● **REQUIREMENT**
Every line below should be given again without alteration.

● **RECORDS FOR THIS EXERCISE**
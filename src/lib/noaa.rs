//! NOAA / marinecadastre.gov AIS CSV reader.
//!
//! Column layout of the daily AIS files:
//!
//! | # | Column          | # | Column      |
//! |---|-----------------|---|-------------|
//! | 0 | MMSI            | 9 | CallSign    |
//! | 1 | BaseDateTime    | 10| VesselType  |
//! | 2 | LAT             | 11| Status      |
//! | 3 | LON             | 12| Length      |
//! | 4 | SOG             | 13| Width       |
//! | 5 | COG             | 14| Draft       |
//! | 6 | Heading         | 15| Cargo       |
//! | 7 | VesselName      | 16| TransceiverClass |
//! | 8 | IMO             |   |             |
//!
//! Only MMSI, time, position and name are used.

use chrono::{DateTime, NaiveDateTime, Utc};
use csv::StringRecord;
use lockwatch_core::{AisRecord, Position, Sighting, SightingSource, SourceError};
use std::fs::File;
use std::io::Read;
use std::path::Path;

const COL_MMSI: usize = 0;
const COL_WHEN: usize = 1;
const COL_LAT: usize = 2;
const COL_LON: usize = 3;
const COL_NAME: usize = 7;

/// Fewest columns a usable row can have
const MIN_COLUMNS: usize = COL_LON + 1;

/// Reads AIS records from NOAA CSV text
pub struct NoaaCsvSource<R> {
    reader: csv::Reader<R>,
    record: StringRecord,
    line_no: usize,
}

impl NoaaCsvSource<File> {
    /// Open a CSV file
    pub fn open(path: &Path) -> Result<Self, SourceError> {
        let file = File::open(path)
            .map_err(|e| SourceError::Io(format!("{}: {}", path.display(), e)))?;
        Ok(Self::new(file))
    }
}

impl<R: Read> NoaaCsvSource<R> {
    pub fn new(reader: R) -> Self {
        // The header is recognised per row, rows may be short
        let reader = csv::ReaderBuilder::new()
            .has_headers(false)
            .flexible(true)
            .from_reader(reader);
        NoaaCsvSource {
            reader,
            record: StringRecord::new(),
            line_no: 0,
        }
    }

    /// Line on which the last record read started
    pub fn line_no(&self) -> usize {
        self.line_no
    }
}

/// Open a file, or standard input for `-`
pub fn open(path: &Path) -> Result<Box<dyn SightingSource>, SourceError> {
    if path.as_os_str() == "-" {
        log::info!("Reading AIS records from standard input");
        Ok(Box::new(NoaaCsvSource::new(std::io::stdin().lock())))
    } else {
        log::info!("Reading AIS records from {}", path.display());
        Ok(Box::new(NoaaCsvSource::open(path)?))
    }
}

impl<R: Read> SightingSource for NoaaCsvSource<R> {
    fn next_record(&mut self) -> Result<Option<AisRecord>, SourceError> {
        loop {
            match self.reader.read_record(&mut self.record) {
                Ok(true) => {}
                Ok(false) => return Ok(None),
                Err(e) => return Err(read_error(e)),
            }
            if let Some(position) = self.record.position() {
                self.line_no = position.line() as usize;
            }

            if self.record.iter().all(|field| field.trim().is_empty()) {
                continue;
            }
            if self.record[COL_MMSI].trim().eq_ignore_ascii_case("mmsi") {
                log::debug!("Skipping header on line {}", self.line_no);
                continue;
            }

            return parse_record(&self.record)
                .map(Some)
                .map_err(|message| SourceError::Parse {
                    line: self.line_no,
                    message,
                });
        }
    }
}

fn read_error(e: csv::Error) -> SourceError {
    let line = e.position().map(|p| p.line() as usize).unwrap_or_default();
    let message = e.to_string();
    match e.into_kind() {
        csv::ErrorKind::Io(e) => e.into(),
        _ => SourceError::Parse { line, message },
    }
}

fn parse_record(record: &StringRecord) -> Result<AisRecord, String> {
    if record.len() < MIN_COLUMNS {
        return Err(format!(
            "expected at least {} columns, got {}",
            MIN_COLUMNS,
            record.len()
        ));
    }

    let mmsi = record[COL_MMSI]
        .trim()
        .parse()
        .map_err(|_| format!("invalid MMSI '{}'", &record[COL_MMSI]))?;
    let when = parse_time(record[COL_WHEN].trim())?;
    let lat = parse_coordinate(&record[COL_LAT], "latitude")?;
    let lon = parse_coordinate(&record[COL_LON], "longitude")?;
    let position = Position::new(lat, lon);
    if !position.is_valid() {
        return Err(format!("position out of range ({}, {})", lat, lon));
    }

    let name = record
        .get(COL_NAME)
        .map(str::trim)
        .filter(|n| !n.is_empty())
        .map(str::to_string);

    Ok(AisRecord::new(Sighting::new(mmsi, when, position), name))
}

fn parse_coordinate(field: &str, what: &str) -> Result<f64, String> {
    field
        .trim()
        .parse()
        .map_err(|_| format!("invalid {} '{}'", what, field))
}

/// `BaseDateTime` is UTC without an offset; RFC 3339 is accepted too
fn parse_time(field: &str) -> Result<DateTime<Utc>, String> {
    for format in ["%Y-%m-%dT%H:%M:%S", "%Y-%m-%d %H:%M:%S"] {
        if let Ok(naive) = NaiveDateTime::parse_from_str(field, format) {
            return Ok(naive.and_utc());
        }
    }
    DateTime::parse_from_rfc3339(field)
        .map(|dt| dt.with_timezone(&Utc))
        .map_err(|_| format!("invalid timestamp '{}'", field))
}
//! Geofenced Zones
//!
//! This module provides the zones that make up a lock and the per-zone
//! occupancy tracking that turns a stream of sightings into zone events.
//!
//! # Features
//!
//! - Polygon and circle zones (WGS84 coordinates)
//! - Per-vessel occupancy with an earliest known entry time
//! - Out-of-order tolerant enter/exit detection
//!
//! # Example
//!
//! ```rust,ignore
//! use lockwatch_core::zones::{Zone, ZoneOccupancy, ZoneActivity};
//!
//! let zone = Zone::circle("lock-chamber", Position::new(47.665, -122.397), 80.0)?;
//! let mut occupancy = ZoneOccupancy::new(zone);
//!
//! match occupancy.add_sighting(&sighting) {
//!     Some(ZoneActivity::Entered) => println!("{} entered", sighting.mmsi),
//!     Some(ZoneActivity::Exited) => println!("{} left", sighting.mmsi),
//!     _ => {}
//! }
//! ```

mod occupancy;
mod zone;

pub use occupancy::*;
pub use zone::*;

● **SOLUTION**
filename src/lib/noaa.rs
//! NOAA / marinecadastre.gov AIS CSV reader.
//!
//! Column layout of the daily AIS files:
//!
//! | # | Column          | # | Column      |
//! |---|-----------------|---|-------------|
//! | 0 | MMSI            | 9 | CallSign    |
//! | 1 | BaseDateTime    | 10| VesselType  |
//! | 2 | LAT             | 11| Status      |
//! | 3 | LON             | 12| Length      |
//! | 4 | SOG             | 13| Width       |
//! | 5 | COG             | 14| Draft       |
//! | 6 | Heading         | 15| Cargo       |
//! | 7 | VesselName      | 16| TransceiverClass |
//! | 8 | IMO             |   |             |
//!
//! Only MMSI, time, position and name are used.

use chrono::{DateTime, NaiveDateTime, Utc};
use csv::StringRecord;
use lockwatch_core::{AisRecord, Position, Sighting, SightingSource, SourceError};
use std::fs::File;
use std::io::Read;
use std::path::Path;

const COL_MMSI: usize = 0;
const COL_WHEN: usize = 1;
const COL_LAT: usize = 2;
const COL_LON: usize = 3;
const COL_NAME: usize = 7;

/// Fewest columns a usable row can have
const MIN_COLUMNS: usize = COL_LON + 1;

/// Reads AIS records from NOAA CSV text
pub struct NoaaCsvSource<R> {
    reader: csv::Reader<R>,
    record: StringRecord,
    line_no: usize,
}

impl NoaaCsvSource<File> {
    /// Open a CSV file
    pub fn open(path: &Path) -> Result<Self, SourceError> {
        let file = File::open(path)
            .map_err(|e| SourceError::Io(format!("{}: {}", path.display(), e)))?;
        Ok(Self::new(file))
    }
}

impl<R: Read> NoaaCsvSource<R> {
    pub fn new(reader: R) -> Self {
        // The header is recognised per row, rows may be short
        let reader = csv::ReaderBuilder::new()
            .has_headers(false)
            .flexible(true)
            .from_reader(reader);
        NoaaCsvSource {
            reader,
            record: StringRecord::new(),
            line_no: 0,
        }
    }

    /// Line on which the last record read started
    pub fn line_no(&self) -> usize {
        self.line_no
    }
}

/// Open a file, or standard input for `-`
pub fn open(path: &Path) -> Result<Box<dyn SightingSource>, SourceError> {
    if path.as_os_str() == "-" {
        log::info!("Reading AIS records from standard input");
        Ok(Box::new(NoaaCsvSource::new(std::io::stdin().lock())))
    } else {
        log::info!("Reading AIS records from {}", path.display());
        Ok(Box::new(NoaaCsvSource::open(path)?))
    }
}

impl<R: Read> SightingSource for NoaaCsvSource<R> {
    fn next_record(&mut self) -> Result<Option<AisRecord>, SourceError> {
        loop {
            match self.reader.read_record(&mut self.record) {
                Ok(true) => {}
                Ok(false) => return Ok(None),
                Err(e) => return Err(read_error(e)),
            }
            if let Some(position) = self.record.position() {
                self.line_no = position.line() as usize;
            }

            if self.record.iter().all(|field| field.trim().is_empty()) {
                continue;
            }
            if self.record[COL_MMSI].trim().eq_ignore_ascii_case("mmsi") {
                log::debug!("Skipping header on line {}", self.line_no);
                continue;
            }

            return parse_record(&self.record)
                .map(Some)
                .map_err(|message| SourceError::Parse {
                    line: self.line_no,
                    message,
                });
        }
    }
}

fn read_error(e: csv::Error) -> SourceError {
    let line = e.position().map(|p| p.line() as usize).unwrap_or_default();
    let message = e.to_string();
    match e.into_kind() {
        csv::ErrorKind::Io(e) => e.into(),
        _ => SourceError::Parse { line, message },
    }
}

fn parse_record(record: &StringRecord) -> Result<AisRecord, String> {
    if record.len() < MIN_COLUMNS {
        return Err(format!(
            "expected at least {} columns, got {}",
            MIN_COLUMNS,
            record.len()
        ));
    }

    let mmsi = record[COL_MMSI]
        .trim()
        .parse()
        .map_err(|_| format!("invalid MMSI '{}'", &record[COL_MMSI]))?;
    let when = parse_time(record[COL_WHEN].trim())?;
    let lat = parse_coordinate(&record[COL_LAT], "latitude")?;
    let lon = parse_coordinate(&record[COL_LON], "longitude")?;
    let position = Position::new(lat, lon);
    if !position.is_valid() {
        return Err(format!("position out of range ({}, {})", lat, lon));
    }

    let name = record
        .get(COL_NAME)
        .map(str::trim)
        .filter(|n| !n.is_empty())
        .map(str::to_string);

    Ok(AisRecord::new(Sighting::new(mmsi, when, position), name))
}

fn parse_coordinate(field: &str, what: &str) -> Result<f64, String> {
    field
        .trim()
        .parse()
        .map_err(|_| format!("invalid {} '{}'", what, field))
}

/// `BaseDateTime` is UTC without an offset; RFC 3339 is accepted too
fn parse_time(field: &str) -> Result<DateTime<Utc>, String> {
    for format in ["%Y-%m-%dT%H:%M:%S", "%Y-%m-%d %H:%M:%S"] {
        if let Ok(naive) = NaiveDateTime::parse_from_str(field, format) {
            return Ok(naive.and_utc());
        }
    }
    DateTime::parse_from_rfc3339(field)
        .map(|dt| dt.with_timezone(&Utc))
        .map_err(|_| format!("invalid timestamp '{}'", field))
}
//! Geofenced Zones
//!
//! This module provides the zones that make up a lock and the per-zone
//! occupancy tracking that turns a stream of sightings into zone events.
//!
//! # Features
//!
//! - Polygon and circle zones (WGS84 coordinates)
//! - Per-vessel occupancy with an earliest known entry time
//! - Out-of-order tolerant enter/exit detection
//!
//! # Example
//!
//! ```rust,ignore
//! use lockwatch_core::zones::{Zone, ZoneOccupancy, ZoneActivity};
//!
//! let zone = Zone::circle("lock-chamber", Position::new(47.665, -122.397), 80.0)?;
//! let mut occupancy = ZoneOccupancy::new(zone);
//!
//! match occupancy.add_sighting(&sighting) {
//!     Some(ZoneActivity::Entered) => println!("{} entered", sighting.mmsi),
//!     Some(ZoneActivity::Exited) => println!("{} left", sighting.mmsi),
//!     _ => {}
//! }
//! ```

mod occupancy;
mod zone;

pub use occupancy::*;
pub use zone::*;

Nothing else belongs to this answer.